チコが振り返るとアセンブルスが頷いた。彼もファクトと同じ、少し遠い音を拾う能力を持っている。


「とにかくファクト、まだ早いだろ!6時まで寝てろ。よく寝ないと大きくなれないぞ。」

「え、もういいよ。大きくならなくて。ていうか、もう止まってんじゃん?」

「ダメだ!」

「もう寝られないし!朝練しに来たのに。」

「腕に悪いだろ、安静にしてろ!」

「もういいってば。」


呆れている護衛二人であった。




***




この日は一番大きい講堂で、ユラス学生の集会。


他民族も自由参加のサダルの講話があり、同じく昼、夜と一般人相手の講話。主にユラス人目線での話だったが、藤湾には様々な地域からの講師たちもたくさん来ていた。
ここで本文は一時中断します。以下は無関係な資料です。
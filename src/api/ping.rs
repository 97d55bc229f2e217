// src/api/ping.rs

use actix_web::{get, web, HttpResponse, Responder};
use serde_json::json;
use std::time::Duration;

use crate::AppState;

const PROBE_TIMEOUT: Duration = Duration::from_secs(4);

/// Backend reachability probe. Always answers 200; the body says whether
/// the backend host accepted a connection within the 4-second abort.
#[utoipa::path(
    get,
    path = "/api/ping",
    responses((status = 200, description = "Probe result, ok flag in body")),
    tag = "ops"
)]
#[get("/api/ping")]
pub async fn ping(state: web::Data<AppState>) -> impl Responder {
    let backend = state.catalog.as_ref().or(state.backend.as_ref());

    let Some(backend) = backend else {
        return HttpResponse::Ok().json(json!({
            "ok": false,
            "error": "backend credentials are not configured"
        }));
    };

    match backend.probe(PROBE_TIMEOUT).await {
        Ok(()) => HttpResponse::Ok().json(json!({ "ok": true })),
        Err(e) => HttpResponse::Ok().json(json!({ "ok": false, "error": e.to_string() })),
    }
}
捕虜解放、紛争などこれまでの事に関する謝罪、感謝、挨拶の他、ベガスがどこに向かうか、各地に派遣された諸先輩の話をし、派遣先の共栄のためにどう未来の教育を広げていくか、何を教育すべきかなど話した。


講師や教授たちも来ているので、先進地域の人口減や未婚、少子化をどう調整していくかの話も。もう数十年前からだが、多くの先進地域は自分たちだけで経済や都市機能を維持できないところまで来ている。その他小さい会議では、ベガスのメカニック設備をSR社メインにこのままにするか、ベガスでも高度設備を作るかなど様々話し合っていく。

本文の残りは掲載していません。